Click here to see more sessions from Rick Wormeli.
David Tranter, new Stenhouse author (coming soon)
- Small but Mighty Changes: How Small Shifts Can Lead to Big Differences in Student Success (Grades K–12) To be your best self—personally or professionally—you don’t need more information, you need new action. You don’t need more instructional strategies, YOU are the strategy! Learn how to cut through the noise, focus on what matters most, and make small changes that will have a huge impact on your students (and on you too!).
- Creating Deep Teacher-Student Relationships That Drive Deep Learning (Grades K–12) When teachers make learning visible, not only is the inner intellectual world of each student revealed, their emotional worlds are also laid bare. As students enter into the uncertain and expansive space that is the process of discovery, they are exposed, vulnerable, and prone to feeling unsafe.

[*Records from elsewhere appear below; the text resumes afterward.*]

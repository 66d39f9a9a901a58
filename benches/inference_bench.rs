//! Benchmarks for schema inference operations
//!
//! Run with: cargo bench

use std::collections::HashMap;

use criterion::{BenchmarkId, Criterion, Throughput, black_box, criterion_group, criterion_main};
use geo_schema_core::{
    Geometry, MemoryFeatureStore, PropertyType, RawProperty, RecordMaterializer, ScalarValue,
    StructuredRecord, classify, widen,
};

/// Generate structured records with a drifting numeric field
fn generate_records(count: usize) -> Vec<StructuredRecord> {
    (0..count)
        .map(|i| {
            let mut record = StructuredRecord::new();
            record.push("name", ScalarValue::Text(format!("feature-{i}")));
            record.push("code", ScalarValue::Integer(i as i64));
            if i % 3 == 0 {
                record.push("measure", ScalarValue::Real(i as f64 * 0.5));
            } else {
                record.push("measure", ScalarValue::Integer(i as i64));
            }
            record
        })
        .collect()
}

fn bench_token_classification(c: &mut Criterion) {
    let mut group = c.benchmark_group("token_classification");

    let test_cases = vec![
        ("integer", "1234567"),
        ("real", "-31.4159e-1"),
        ("boolean", "true"),
        ("text", "not a number at all"),
    ];

    for (name, token) in test_cases {
        group.bench_with_input(BenchmarkId::new("classify", name), &token, |b, token| {
            b.iter(|| black_box(classify(token)));
        });
    }

    group.finish();
}

fn bench_widening(c: &mut Criterion) {
    let mut group = c.benchmark_group("widening");

    let tokens: Vec<String> = (0..1000)
        .map(|i| match i % 4 {
            0 => i.to_string(),
            1 => format!("{}.5", i),
            2 => "true".to_string(),
            _ => format!("value-{}", i),
        })
        .collect();

    group.throughput(Throughput::Elements(tokens.len() as u64));
    group.bench_function("widen_token_stream", |b| {
        b.iter(|| {
            let mut ty = PropertyType::Untyped;
            let mut width = 0;
            for token in &tokens {
                widen(&mut ty, &mut width, 0, token, true);
            }
            black_box((ty, width))
        });
    });

    group.finish();
}

fn bench_markup_analysis(c: &mut Criterion) {
    let mut group = c.benchmark_group("markup_analysis");

    for count in [100, 1000].iter() {
        let properties: Vec<RawProperty> = (0..*count)
            .map(|i| {
                RawProperty::new(
                    format!("field_{}", i % 10),
                    vec![i.to_string(), (i * 2).to_string()],
                )
            })
            .collect();
        group.throughput(Throughput::Elements(*count as u64));

        group.bench_with_input(
            BenchmarkId::new("analyze_properties", count),
            &properties,
            |b, properties| {
                b.iter(|| {
                    let mut materializer = RecordMaterializer::new();
                    for property in properties {
                        let _ = materializer.analyze_markup_property(property);
                    }
                    black_box(materializer.stats())
                });
            },
        );
    }

    group.finish();
}

fn bench_structured_ingestion(c: &mut Criterion) {
    let mut group = c.benchmark_group("structured_ingestion");

    for count in [100, 500].iter() {
        let records = generate_records(*count);
        let geometries: HashMap<i64, Geometry> = HashMap::new();
        group.throughput(Throughput::Elements(*count as u64));

        group.bench_with_input(
            BenchmarkId::new("ingest_batch", count),
            &records,
            |b, records| {
                b.iter(|| {
                    let mut materializer = RecordMaterializer::new();
                    let mut store = MemoryFeatureStore::new();
                    let _ = materializer.ingest_structured_batch(
                        records.iter().cloned(),
                        &geometries,
                        &mut store,
                    );
                    black_box(store.len())
                });
            },
        );
    }

    group.finish();
}

criterion_group!(
    benches,
    bench_token_classification,
    bench_widening,
    bench_markup_analysis,
    bench_structured_ingestion
);
criterion_main!(benches);
//! Decides whether a method in `methods` is called on a receiver along
//! *every* successor path reaching a point in the CFG, including the
//! remainder of the starting block.

use reflectguard_core::errors::QueryError;
use rustc_hash::FxHashSet;

use crate::call_matcher::IgnoreFn;
use crate::ignorance::is_ignored;
use crate::receiver_walk::ReceiverWalk;
use crate::ssa::{BlockId, Function, InstrId, MethodId, TypeId};

/// `CalledFrom`: type-keyed. The receiver is the value produced at
/// `(block, index)` itself, which must match `receiver_ty` (the
/// conservative pre-filter).
pub fn called_from_typed(
    func: &Function,
    block: BlockId,
    index: usize,
    receiver_ty: TypeId,
    methods: &[MethodId],
    ignore: Option<&IgnoreFn<'_>>,
) -> Result<bool, QueryError> {
    let Some(b) = func.try_block(block) else {
        return Err(QueryError::NilBlock);
    };
    let Some(&recv) = b.instrs.get(index) else {
        return Err(QueryError::IndexOutOfRange);
    };
    if func.instr(recv).value_type() != Some(receiver_ty) {
        return Err(QueryError::ReceiverTypeMismatch);
    }
    called_from_value(func, block, index, recv, methods, ignore)
}

/// `CalledFromAfter`: value-keyed. The receiver is supplied directly, and
/// `index` only marks where in `block` to resume scanning (the tail
/// `block.instrs[index + 1..]`, then successors).
///
/// Returns `Ok(true)`/`Ok(false)` for proven/disproven; `Err(_)` for
/// abstention, naming why.
pub fn called_from_value(
    func: &Function,
    block: BlockId,
    index: usize,
    recv: InstrId,
    methods: &[MethodId],
    ignore: Option<&IgnoreFn<'_>>,
) -> Result<bool, QueryError> {
    if methods.is_empty() {
        return Err(QueryError::EmptyMethodSet);
    }
    let Some(b) = func.try_block(block) else {
        return Err(QueryError::NilBlock);
    };
    if index >= b.instrs.len() {
        return Err(QueryError::IndexOutOfRange);
    }
    if is_ignored(func, recv, ignore) {
        return Err(QueryError::EscapedReceiver);
    }

    let mut walk = ReceiverWalk { func, methods, ignore, recv };
    let tail = &func.block(block).instrs[index + 1..];
    if walk.matched_in_slice(tail) {
        return Ok(true);
    }
    let mut visited = FxHashSet::default();
    Ok(all_succs(&mut walk, &mut visited, block))
}

/// `true` iff every successor path from `block` eventually matches.
/// Revisiting a block (a back-edge) returns `false` — a cycle with no
/// internal match never "proves" the property, the opposite policy from
/// [`crate::backward::all_preds`].
fn all_succs(walk: &mut ReceiverWalk<'_>, visited: &mut FxHashSet<BlockId>, block: BlockId) -> bool {
    if !visited.insert(block) {
        return false;
    }
    let func = walk.func;
    let succs = &func.block(block).succs;
    if succs.is_empty() {
        return false;
    }
    succs.clone().iter().all(|&s| {
        let instrs = &func.block(s).instrs;
        walk.matched_in_slice(instrs) || all_succs(walk, visited, s)
    })
}
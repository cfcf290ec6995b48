//! Decides whether a single instruction is a call to a specific method,
//! optionally on a specific receiver.

use crate::identity::same_receiver;
use crate::ssa::{Function, InstrId, Instruction, MethodId};

/// Caller-supplied veto: instructions this returns `true` for never match,
/// regardless of callee or receiver (e.g. "skip calls inside generated
/// code").
pub type IgnoreFn<'a> = dyn Fn(InstrId) -> bool + 'a;

/// `true` if `instr` is a static call to `expected`, and — when `receiver`
/// is supplied and `expected`'s signature declares a receiver parameter —
/// argument 0 of the call is the same receiver per [`same_receiver`].
///
/// A call whose signature declares a receiver but supplies zero arguments
/// never matches when a receiver was asked for; a call with no declared
/// receiver matches on callee identity alone, independent of `receiver`.
pub fn is_call_to(
    func: &Function,
    instr: InstrId,
    expected: MethodId,
    receiver: Option<InstrId>,
    ignore: Option<&IgnoreFn<'_>>,
) -> bool {
    if let Some(ignore) = ignore {
        if ignore(instr) {
            return false;
        }
    }
    let Instruction::Call(call) = func.instr(instr) else {
        return false;
    };
    let Some(callee) = call.callee else {
        return false;
    };
    if callee != expected {
        return false;
    }
    if let Some(recv) = receiver {
        if call.has_receiver {
            let Some(&arg0) = call.args.first() else {
                return false;
            };
            if !same_receiver(func, arg0, recv) {
                return false;
            }
        }
    }
    true
}

#[cfg(test)]
mod tests {
    use super::*;
    use crate::ssa::FunctionBuilder;

    #[test]
    fn matches_callee_and_receiver() {
        let mut b = FunctionBuilder::new();
        let mut interner = crate::ssa::EntityInterner::new();
        let m = interner.intern_method("reflect.Value.Addr");
        let blk = b.block();
        let recv = b.value(blk, None);
        let call = b.call(blk, Some(m), true, &[recv], None);
        let func = b.finish();
        assert!(is_call_to(&func, call, m, Some(recv), None));
    }

    #[test]
    fn rejects_wrong_receiver() {
        let mut b = FunctionBuilder::new();
        let mut interner = crate::ssa::EntityInterner::new();
        let m = interner.intern_method("reflect.Value.Addr");
        let blk = b.block();
        let recv = b.value(blk, None);
        let other = b.value(blk, None);
        let call = b.call(blk, Some(m), true, &[recv], None);
        let func = b.finish();
        assert!(!is_call_to(&func, call, m, Some(other), None));
    }

    #[test]
    fn receiverless_callee_ignores_receiver_arg() {
        let mut b = FunctionBuilder::new();
        let mut interner = crate::ssa::EntityInterner::new();
        let m = interner.intern_method("reflect.ValueOf");
        let blk = b.block();
        let arg = b.value(blk, None);
        let unrelated = b.value(blk, None);
        let call = b.call(blk, Some(m), false, &[arg], None);
        let func = b.finish();
        assert!(is_call_to(&func, call, m, Some(unrelated), None));
    }

    #[test]
    fn ignore_hook_vetoes_match() {
        let mut b = FunctionBuilder::new();
        let mut interner = crate::ssa::EntityInterner::new();
        let m = interner.intern_method("reflect.Value.Addr");
        let blk = b.block();
        let recv = b.value(blk, None);
        let call = b.call(blk, Some(m), true, &[recv], None);
        let func = b.finish();
        let ignore: &IgnoreFn<'_> = &|_| true;
        assert!(!is_call_to(&func, call, m, Some(recv), Some(ignore)));
    }
}
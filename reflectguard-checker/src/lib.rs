//! SSA-level call-precedence checker: a reachability engine over an SSA
//! control-flow graph that decides whether a guarded method has been
//! called on a receiver along every path reaching an observed call site,
//! optionally requiring the guard's result to have been compared to a
//! specific constant or type.
//!
//! The SSA-producing front end, the rule harness that drives this engine
//! with concrete (method, guard, constant) triples, and diagnostic
//! rendering are all out of scope — see [`ssa::builder`] for how a caller
//! builds the graph this crate queries.

pub mod backward;
pub mod call_matcher;
pub mod equality;
pub mod forward;
pub mod identity;
pub mod ignorance;
pub mod query;
pub mod ssa;

mod receiver_walk;

pub use query::{called, called_before_and_equal_to, called_from, called_from_after, called_from_before, return_receiver_if_called, ReceiverRef};
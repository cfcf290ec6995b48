//! Fixture construction for synthetic SSA graphs.
//!
//! Nothing in the checker itself needs this — it exists so tests and
//! `reflectguard-bench` can build small, deterministic functions without
//! hand-indexing the instruction arena.

use smallvec::SmallVec;

use super::types::{
    BinOp, BinOpInstr, BlockId, CallInstr, ComparisonTarget, Function, IfInstr, InstrId,
    Instruction, MethodId, OpaqueValueInstr, RefInstr, ReturnInstr, TypeId, UnOp, UnOpInstr,
};

/// Builds one [`Function`] one block and instruction at a time.
#[derive(Debug, Default)]
pub struct FunctionBuilder {
    func: Function,
}

impl FunctionBuilder {
    pub fn new() -> Self {
        Self { func: Function::new() }
    }

    /// Appends a new, unconnected block and returns its id.
    pub fn block(&mut self) -> BlockId {
        self.func.push_block()
    }

    /// Records a CFG edge `from -> to`. Call in the order you want
    /// `succs`/`preds` populated — the equality checker relies on the
    /// first edge added from an `If` block being its true branch.
    pub fn connect(&mut self, from: BlockId, to: BlockId) {
        self.func.connect(from, to);
    }

    pub fn call(
        &mut self,
        block: BlockId,
        callee: Option<MethodId>,
        has_receiver: bool,
        args: &[InstrId],
        ty: Option<TypeId>,
    ) -> InstrId {
        self.func.push_instr(
            block,
            Instruction::Call(CallInstr {
                callee,
                has_receiver,
                args: SmallVec::from_slice(args),
                ty,
            }),
        )
    }

    pub fn ret(&mut self, block: BlockId, results: &[InstrId]) -> InstrId {
        self.func.push_instr(
            block,
            Instruction::Return(ReturnInstr { results: SmallVec::from_slice(results) }),
        )
    }

    pub fn binop(&mut self, block: BlockId, op: BinOp, x: InstrId, y: InstrId) -> InstrId {
        self.func.push_instr(block, Instruction::BinOp(BinOpInstr { op, x, y }))
    }

    pub fn if_(&mut self, block: BlockId, cond: InstrId) -> InstrId {
        self.func.push_instr(block, Instruction::If(IfInstr { cond }))
    }

    pub fn unop(&mut self, block: BlockId, op: UnOp, x: InstrId, ty: Option<TypeId>) -> InstrId {
        self.func.push_instr(block, Instruction::UnOp(UnOpInstr { op, x, ty }))
    }

    pub fn reference(&mut self, block: BlockId, target: ComparisonTarget) -> InstrId {
        self.func.push_instr(block, Instruction::Ref(RefInstr { target }))
    }

    pub fn value(&mut self, block: BlockId, ty: Option<TypeId>) -> InstrId {
        self.func.push_instr(block, Instruction::Value(OpaqueValueInstr { ty }))
    }

    pub fn finish(self) -> Function {
        self.func
    }
}
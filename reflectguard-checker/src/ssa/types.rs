//! The checker's own SSA representation: an arena of instructions addressed
//! by newtype indices, plus the basic-block graph that threads them
//! together. Nothing here parses source — a real front-end would build one
//! of these per analyzed function and hand it to the checker.

use lasso::{Rodeo, Spur};
use rustc_hash::FxHashMap;
use smallvec::SmallVec;

/// Index of a basic block within a [`Function`].
#[derive(Debug, Clone, Copy, PartialEq, Eq, Hash, PartialOrd, Ord)]
pub struct BlockId(pub u32);

/// Index of an instruction within a [`Function`]'s instruction arena.
///
/// Also serves as that instruction's SSA value identity: any instruction
/// that produces a value is referenced elsewhere by its `InstrId`.
#[derive(Debug, Clone, Copy, PartialEq, Eq, Hash, PartialOrd, Ord)]
pub struct InstrId(pub u32);

/// A statically resolved method or function identity.
#[derive(Debug, Clone, Copy, PartialEq, Eq, Hash)]
pub struct MethodId(Spur);

/// A type identity (the receiver type a guard/observed pair is declared on).
#[derive(Debug, Clone, Copy, PartialEq, Eq, Hash)]
pub struct TypeId(Spur);

/// A named-constant identity (the right-hand side of a `BeforeAndEqualTo`
/// comparison, e.g. `reflect.UnsafePointer`).
#[derive(Debug, Clone, Copy, PartialEq, Eq, Hash)]
pub struct ConstId(Spur);

/// Either side of an equality comparison's "other operand": a type
/// designator or a named constant. Unifies the two so callers of
/// `BeforeAndEqualTo` don't need to know which one a guard rule expects.
#[derive(Debug, Clone, Copy, PartialEq, Eq, Hash)]
pub enum ComparisonTarget {
    Type(TypeId),
    Const(ConstId),
}

/// Interns the three disjoint entity namespaces. Methods, types, and
/// constants never compare equal across namespaces even if their source
/// names collide.
///
/// Entities are interned by qualified name (e.g. `"reflect.Value.Addr"`),
/// which is adequate for a single hand-built SSA graph but is a
/// simplification relative to a real front-end: that would assign each
/// declaration site its own token at parse time, so two distinct methods
/// could never collide on name alone. Callers constructing fixtures should
/// qualify names enough to avoid accidental aliasing.
#[derive(Debug, Default)]
pub struct EntityInterner {
    methods: Rodeo<Spur>,
    types: Rodeo<Spur>,
    consts: Rodeo<Spur>,
}

impl EntityInterner {
    pub fn new() -> Self {
        Self::default()
    }

    pub fn intern_method(&mut self, name: &str) -> MethodId {
        MethodId(self.methods.get_or_intern(name))
    }

    pub fn intern_type(&mut self, name: &str) -> TypeId {
        TypeId(self.types.get_or_intern(name))
    }

    pub fn intern_const(&mut self, name: &str) -> ConstId {
        ConstId(self.consts.get_or_intern(name))
    }
}

/// Comparison operator recorded on a [`BinOpInstr`]. Only equality and
/// inequality matter to the checker; everything else is `Other` and never
/// participates in a `BeforeAndEqualTo` query.
#[derive(Debug, Clone, Copy, PartialEq, Eq)]
pub enum BinOp {
    Eq,
    Ne,
    Other,
}

/// Unary operator recorded on a [`UnOpInstr`]. `Deref` is the one-level
/// pointer indirection the receiver identity oracle unwraps; `Other` covers
/// every unary op the checker doesn't care about (negation, and so on).
#[derive(Debug, Clone, Copy, PartialEq, Eq)]
pub enum UnOp {
    Deref,
    Other,
}

/// A static or resolved call. `callee` is `None` when the front-end
/// couldn't resolve the callee statically (e.g. an interface dispatch) —
/// the call matcher always rejects those since it can only compare
/// entities it knows.
#[derive(Debug, Clone)]
pub struct CallInstr {
    pub callee: Option<MethodId>,
    /// `true` when the callee's signature declares a receiver parameter,
    /// in which case `args[0]` is that receiver.
    pub has_receiver: bool,
    pub args: SmallVec<[InstrId; 4]>,
    /// Type of the value this call produces, if it produces one that
    /// matters to a receiver-identity pre-filter (e.g. a constructor call).
    pub ty: Option<TypeId>,
}

#[derive(Debug, Clone)]
pub struct ReturnInstr {
    pub results: SmallVec<[InstrId; 2]>,
}

#[derive(Debug, Clone, Copy)]
pub struct BinOpInstr {
    pub op: BinOp,
    pub x: InstrId,
    pub y: InstrId,
}

#[derive(Debug, Clone, Copy)]
pub struct IfInstr {
    pub cond: InstrId,
}

#[derive(Debug, Clone, Copy)]
pub struct UnOpInstr {
    pub op: UnOp,
    pub x: InstrId,
    pub ty: Option<TypeId>,
}

/// A reference to a named object: a type designator or a named constant.
/// Produced as a value so it can sit on one side of a `BinOpInstr`.
#[derive(Debug, Clone, Copy)]
pub struct RefInstr {
    pub target: ComparisonTarget,
}

/// Catch-all for value-producing instructions with no structure the
/// checker inspects beyond their type: parameters, field loads, phi nodes,
/// allocations. "Any instruction may additionally be a value" is modeled
/// by this variant rather than a separate trait, since every other
/// variant already carries its own value identity (its `InstrId`).
#[derive(Debug, Clone, Copy)]
pub struct OpaqueValueInstr {
    pub ty: Option<TypeId>,
}

#[derive(Debug, Clone)]
pub enum Instruction {
    Call(CallInstr),
    Return(ReturnInstr),
    BinOp(BinOpInstr),
    If(IfInstr),
    UnOp(UnOpInstr),
    Ref(RefInstr),
    Value(OpaqueValueInstr),
}

impl Instruction {
    /// The type of the value this instruction produces, if any and if the
    /// checker tracks it. `Return` and `If` never produce values.
    pub fn value_type(&self) -> Option<TypeId> {
        match self {
            Instruction::Call(c) => c.ty,
            Instruction::UnOp(u) => u.ty,
            Instruction::Value(v) => v.ty,
            Instruction::Return(_) | Instruction::BinOp(_) | Instruction::If(_) | Instruction::Ref(_) => None,
        }
    }
}

/// A basic block: an ordered instruction list plus its direct successors
/// and predecessors. Successor order matters — callers relying on
/// then/else branch selection (the equality checker) expect index 0 to be
/// the `If`'s true edge and index 1 its false edge, matching how the
/// builder wires them.
#[derive(Debug, Clone, Default)]
pub struct BasicBlock {
    pub instrs: Vec<InstrId>,
    pub succs: Vec<BlockId>,
    pub preds: Vec<BlockId>,
}

/// One function's SSA graph: the instruction arena, the block graph, and
/// the referrer sets the identity oracle and ignorance filter use to do
/// single-hop use-def lookups without re-scanning every block.
#[derive(Debug, Clone, Default)]
pub struct Function {
    blocks: Vec<BasicBlock>,
    instrs: Vec<Instruction>,
    referrers: FxHashMap<InstrId, SmallVec<[InstrId; 4]>>,
    instr_block: FxHashMap<InstrId, BlockId>,
}

impl Function {
    pub fn new() -> Self {
        Self::default()
    }

    pub fn block(&self, id: BlockId) -> &BasicBlock {
        &self.blocks[id.0 as usize]
    }

    /// Fallible counterpart of [`Self::block`] for façade entry points,
    /// which must abstain rather than panic on a malformed `BlockId`.
    pub fn try_block(&self, id: BlockId) -> Option<&BasicBlock> {
        self.blocks.get(id.0 as usize)
    }

    pub fn block_count(&self) -> usize {
        self.blocks.len()
    }

    pub fn instr(&self, id: InstrId) -> &Instruction {
        &self.instrs[id.0 as usize]
    }

    pub fn instr_count(&self) -> usize {
        self.instrs.len()
    }

    /// Every instruction recorded as having used `value` as an operand, in
    /// the order they were added. Empty slice if `value` has no referrers.
    pub fn referrers(&self, value: InstrId) -> &[InstrId] {
        self.referrers.get(&value).map(|v| v.as_slice()).unwrap_or(&[])
    }

    /// The block that owns `id`. Used by the equality checker to find an
    /// `If`'s block so it can read that block's `succs`.
    pub fn block_of(&self, id: InstrId) -> BlockId {
        self.instr_block[&id]
    }

    pub(crate) fn push_block(&mut self) -> BlockId {
        let id = BlockId(self.blocks.len() as u32);
        self.blocks.push(BasicBlock::default());
        id
    }

    pub(crate) fn push_instr(&mut self, block: BlockId, instr: Instruction) -> InstrId {
        for operand in operands_of(&instr) {
            self.referrers.entry(operand).or_default().push(InstrId(self.instrs.len() as u32));
        }
        let id = InstrId(self.instrs.len() as u32);
        self.instrs.push(instr);
        self.blocks[block.0 as usize].instrs.push(id);
        self.instr_block.insert(id, block);
        id
    }

    pub(crate) fn connect(&mut self, from: BlockId, to: BlockId) {
        self.blocks[from.0 as usize].succs.push(to);
        self.blocks[to.0 as usize].preds.push(from);
    }
}

fn operands_of(instr: &Instruction) -> SmallVec<[InstrId; 4]> {
    match instr {
        Instruction::Call(c) => c.args.clone(),
        Instruction::Return(r) => r.results.clone(),
        Instruction::BinOp(b) => SmallVec::from_slice(&[b.x, b.y]),
        Instruction::If(i) => SmallVec::from_slice(&[i.cond]),
        Instruction::UnOp(u) => SmallVec::from_slice(&[u.x]),
        Instruction::Ref(_) | Instruction::Value(_) => SmallVec::new(),
    }
}
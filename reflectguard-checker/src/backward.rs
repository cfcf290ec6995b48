//! Decides whether a method in `methods` is called on a receiver along
//! *every* predecessor path reaching a point in the CFG.
//!
//! Symmetric to [`crate::forward`] with two deliberate differences: it
//! scans `block.instrs[..index]` instead of the tail, and a revisited
//! block returns `true` instead of `false` — a back-edge is assumed to
//! already satisfy the property, since without that assumption no loop
//! could ever prove a backward query. There is no ignorance-filter step:
//! the source's backward ignorance check was permanently disabled, and
//! backward soundness is already bounded by this cycle policy (see
//! `DESIGN.md`).

use reflectguard_core::errors::QueryError;
use rustc_hash::FxHashSet;

use crate::call_matcher::IgnoreFn;
use crate::receiver_walk::ReceiverWalk;
use crate::ssa::{BlockId, Function, InstrId, MethodId, TypeId};

/// Type-keyed entry: the receiver is the value produced at `(block, index)`
/// and must match `receiver_ty`.
pub fn called_from_before_typed(
    func: &Function,
    block: BlockId,
    index: usize,
    receiver_ty: TypeId,
    methods: &[MethodId],
    ignore: Option<&IgnoreFn<'_>>,
) -> Result<bool, QueryError> {
    let Some(b) = func.try_block(block) else {
        return Err(QueryError::NilBlock);
    };
    let Some(&recv) = b.instrs.get(index) else {
        return Err(QueryError::IndexOutOfRange);
    };
    if func.instr(recv).value_type() != Some(receiver_ty) {
        return Err(QueryError::ReceiverTypeMismatch);
    }
    called_from_before_value(func, block, index, recv, methods, ignore)
}

/// Value-keyed entry: the receiver is supplied directly (e.g. argument 0
/// of the observed call), and `index` marks where in `block` to start
/// scanning backward from — exclusive, i.e. `block.instrs[..index]`.
pub fn called_from_before_value(
    func: &Function,
    block: BlockId,
    index: usize,
    recv: InstrId,
    methods: &[MethodId],
    ignore: Option<&IgnoreFn<'_>>,
) -> Result<bool, QueryError> {
    if methods.is_empty() {
        return Err(QueryError::EmptyMethodSet);
    }
    let Some(b) = func.try_block(block) else {
        return Err(QueryError::NilBlock);
    };
    if index > b.instrs.len() {
        return Err(QueryError::IndexOutOfRange);
    }

    let mut walk = ReceiverWalk { func, methods, ignore, recv };
    let head = &func.block(block).instrs[..index];
    if walk.matched_in_slice(head) {
        return Ok(true);
    }
    let mut visited = FxHashSet::default();
    Ok(all_preds(&mut walk, &mut visited, block))
}

/// `true` iff every predecessor path into `block` matches. Revisiting a
/// block returns `true` — the opposite policy from
/// [`crate::forward::all_succs`].
pub(crate) fn all_preds(walk: &mut ReceiverWalk<'_>, visited: &mut FxHashSet<BlockId>, block: BlockId) -> bool {
    if !visited.insert(block) {
        return true;
    }
    let func = walk.func;
    let preds = &func.block(block).preds;
    if preds.is_empty() {
        return false;
    }
    preds.clone().iter().all(|&p| {
        let instrs = &func.block(p).instrs;
        walk.matched_in_slice(instrs) || all_preds(walk, visited, p)
    })
}

#[cfg(test)]
mod tests {
    use super::*;
    use crate::ssa::{EntityInterner, FunctionBuilder};

    #[test]
    fn guard_in_same_block_before_index_proves() {
        let mut b = FunctionBuilder::new();
        let mut interner = EntityInterner::new();
        let guard = interner.intern_method("CanAddr");
        let observed = interner.intern_method("Addr");

        let blk = b.block();
        let v = b.value(blk, None);
        b.call(blk, Some(guard), true, &[v], None);
        let observed_call = b.call(blk, Some(observed), true, &[v], None);
        let func = b.finish();

        let idx = func.block(blk).instrs.iter().position(|&id| id == observed_call).unwrap();
        let result = called_from_before_value(&func, blk, idx, v, &[guard], None).unwrap();
        assert!(result);
    }

    #[test]
    fn missing_guard_disproves() {
        let mut b = FunctionBuilder::new();
        let mut interner = EntityInterner::new();
        let guard = interner.intern_method("CanAddr");
        let observed = interner.intern_method("Addr");

        let blk = b.block();
        let v = b.value(blk, None);
        let observed_call = b.call(blk, Some(observed), true, &[v], None);
        let func = b.finish();

        let idx = func.block(blk).instrs.iter().position(|&id| id == observed_call).unwrap();
        let result = called_from_before_value(&func, blk, idx, v, &[guard], None).unwrap();
        assert!(!result);
    }

    #[test]
    fn back_edge_is_assumed_satisfied() {
        let mut b = FunctionBuilder::new();
        let mut interner = EntityInterner::new();
        let guard = interner.intern_method("CanAddr");

        // A block whose only predecessor is itself and that never calls
        // the guard: forward would disprove this, backward's opposite
        // cycle policy assumes the back-edge already satisfies it.
        let blk = b.block();
        let v = b.value(blk, None);
        b.connect(blk, blk);
        let func = b.finish();

        let result = called_from_before_value(&func, blk, 0, v, &[guard], None).unwrap();
        assert!(result);
    }

    #[test]
    fn entry_block_with_no_predecessors_and_no_match_disproves() {
        let mut b = FunctionBuilder::new();
        let mut interner = EntityInterner::new();
        let guard = interner.intern_method("CanAddr");
        let entry = b.block();
        let v = b.value(entry, None);
        let func = b.finish();
        let result = called_from_before_value(&func, entry, 0, v, &[guard], None).unwrap();
        assert!(!result);
    }
}
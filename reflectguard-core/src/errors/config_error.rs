//! Configuration loading errors.

use super::error_code::{self, ErrorCode};

/// Errors that can occur while resolving a `CheckerConfig`.
#[derive(Debug, thiserror::Error)]
pub enum ConfigError {
    #[error("failed to read config file {path}: {source}")]
    Read {
        path: String,
        #[source]
        source: std::io::Error,
    },

    #[error("failed to parse config file {path}: {source}")]
    Parse {
        path: String,
        #[source]
        source: toml::de::Error,
    },

    #[error("invalid value for {field}: {message}")]
    InvalidValue { field: String, message: String },
}

impl ErrorCode for ConfigError {
    fn error_code(&self) -> &'static str {
        error_code::CONFIG_ERROR
    }
}
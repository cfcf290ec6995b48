//! Error handling for reflectguard.
//! One error enum per subsystem, `thiserror` only, zero `anyhow`.

pub mod config_error;
pub mod error_code;
pub mod query_error;

pub use config_error::ConfigError;
pub use error_code::ErrorCode;
pub use query_error::QueryError;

When they are invited to bring their whole self to the learning process, it should be no surprise that they bring their anxieties, defenses, and emotional struggles. Learn the elements of the teacher-student relationship that are critical to social-emotional and academic development.
- Beyond Trauma-Sensitivity in the Classroom: A Framework to Support ALL Students at Once (Grades K–12) Supporting students who have experienced trauma involves much more than turning down the classroom lights. Trauma is a violation of the foundational elements of the child’s relationship to others. Learning and development will only occur if these elements are properly addressed. This session will focus on how strengthening the “foundational four” (i.e., emotional safety, emotional regulation, belonging, and positivity) can help all students to thrive social/emotionally and academically in the classroom and in life.